Required action: Write out, word for word, only the data from its first line to the line containing "wrong with it.".

The data:
//! Error types for the dispatch layer.

use thiserror::Error;

pub use tower::BoxError;

/// Raised by a filter that cannot evaluate an event.
///
/// Filter errors never leave the filter boundary: [`evaluate`](crate::filter::evaluate)
/// logs them and treats the filter as not passed.
#[derive(Debug, Clone, Error)]
pub enum FilterError {
    /// The event lacks a field the filter needs.
    #[error("event has no '{0}' field")]
    MissingField(&'static str),

    /// The event field has an unexpected shape.
    #[error("invalid '{field}' field: {reason}")]
    InvalidField {
        /// The offending field.
        field: &'static str,
        /// What was wrong with it.
        reason: String,
    },

    /// Custom filter error.
    #[error("{0}")]
    Custom(String),
}

impl FilterError {
    /// Creates a custom filter error.
    pub fn custom(msg: impl Into<String>) -> Self {
        Self::Custom(msg.into())
    }
}

/// Result type for raw filter checks.
pub type FilterResult = Result<bool, FilterError>;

Your response:
//! Error types for the dispatch layer.

use thiserror::Error;

pub use tower::BoxError;

/// Raised by a filter that cannot evaluate an event.
///
/// Filter errors never leave the filter boundary: [`evaluate`](crate::filter::evaluate)
/// logs them and treats the filter as not passed.
#[derive(Debug, Clone, Error)]
pub enum FilterError {
    /// The event lacks a field the filter needs.
    #[error("event has no '{0}' field")]
    MissingField(&'static str),

    /// The event field has an unexpected shape.
    #[error("invalid '{field}' field: {reason}")]
    InvalidField {
        /// The offending field.
        field: &'static str,
        /// What was wrong with it.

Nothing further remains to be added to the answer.